A friend of mine from the Mercedes Email List leased a Model S, P90D for almost three years. He had a number of problems with it, and his experience with Tesla as a car company and customer satisfaction says a lot about how long Tesla will continue to survive. I'm thinking about the end of this year Tesla will be in deep trouble, not only financially, but also for their reputation for customer service. If it looks like Tesla will have difficulty delivering cars, and fixing the ones already out there, people will be a lot more reluctant to plop down $100K or so when they have doubts whether their car will be "sustainable." And then the death spiral will follow. Anyway, we'll see soon enough. And we shouldn't yet count out Musk's ability to make more investors believe in his company and pump more money into it, or persuading one of the major car companies to take it over and try to make it into a real car company.

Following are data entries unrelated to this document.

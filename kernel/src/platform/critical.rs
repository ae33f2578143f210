// Copyright 2022 The Firefly Authors.
//
// Use of this source code is governed by a BSD 3-clause
// license that can be found in the LICENSE file.

//! Renders `spec.md`'s `@critical`/`@noncritical` annotation discipline
//! as a type-state token, per the Design Note in `SPEC_FULL.md` §5:
//! acquiring a spinlock requires a `&Critical`, and the only way to
//! obtain one is to be inside [`with_critical`]'s closure. This turns
//! "called without interrupts disabled" from a runtime assertion into
//! a compile error, the same way the teacher's
//! `interrupts::without_interrupts(|| { ... })` scopes "this runs with
//! interrupts off" as a closure rather than a pair of unchecked calls.

use super::platform;

/// Proof that this CPU is currently in a critical section (interrupts
/// disabled). Zero-sized and not `Clone`/`Copy`: a `Critical` cannot be
/// stored past the end of the closure that produced it.
pub struct Critical(());

/// Disables interrupts on this CPU, runs `f`, then re-enables them.
///
/// Nesting is safe but not reentrant-free: a second `with_critical`
/// call inside `f` will unconditionally re-enable interrupts when it
/// returns, even though the outer call is still logically critical.
/// Keep critical sections short and non-nested, as the teacher's own
/// `without_interrupts` call sites do.
pub fn with_critical<R>(f: impl FnOnce(&Critical) -> R) -> R {
    let cpu = platform();
    cpu.disable_interrupts();
    let token = Critical(());
    let result = f(&token);
    cpu.enable_interrupts();
    result
}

(reprinted with permission):
In one of their movies, Chico Marx had a great line that he said to Groucho
to the effect of: "Hey Boss, whatcha going to believe? What I tell you,
or what you see with your own two eyes?"
What I've related to this List is what I've personally lived through in
owning a Tesla for a couple of years, versus what Elon tells you. It
really boils down to the simple fact that they just don't know how to run a
car company. If you forget all the fluff, it's hard to ignore that:
-- their financials are a mess as they burn through incredible amounts of
cash every quarter
-- they lose money on every car they sell, and in a market where they have
no real competition (yet)
-- the falcon wing doors and other zoomy features of the Model X are cool,
but by Elon's own admission, they made the car too complicated
-- the buzz around how highly automated the Model 3 production line was
going to be had everyone in awe, but by Elon's recent admission, they made
it too complicated and it's now causing delays. They had to shut it down
last week for 4 or 5 days to make changes.
-- Elon's statement at the Model 3 highly promoted gala intro event in late
July that they'd be producing 5,000 cars a week by the end of December got
pushed back to end of Q1, and then again to the end of Q2
-- The replacement bumper cover took 8 weeks to arrive, and then it was the wrong part, and had to be reordered.
-- The replacement for the defective drivers seat for my car that was
ordered in the first week of January had yet to appear when I turned the
car in at the end of March, 3 months later. Whenever I inquired as to it's
status I was told it was "back ordered". My lease didn't end until the end
of September but I was approaching my 45,000 mile lease limit after which
I'd have to pay a 25 cent/mile penalty. And, the warranty ends at 50,000
miles and I did not want to own the car outside of warranty, albeit there's
a good chance that the replacement drivers seat may have shown up by then.
-- I tend to take care of all my cars, but there's nothing that I can do as the driver to cause the main battery to fail, wiring harnesses fail, door handles fail, etc., etc., etc. And all cars have failures, but MB would have solved those problems in a few days versus Tesla taking months to deliver the parts.
Facts are tricky things in that they are, well, they are facts. Hard to
spin them. Flame throwers, putting a roadster into space, boring a tunnel
etc., are all zoomy promotional events. Then there are the facts.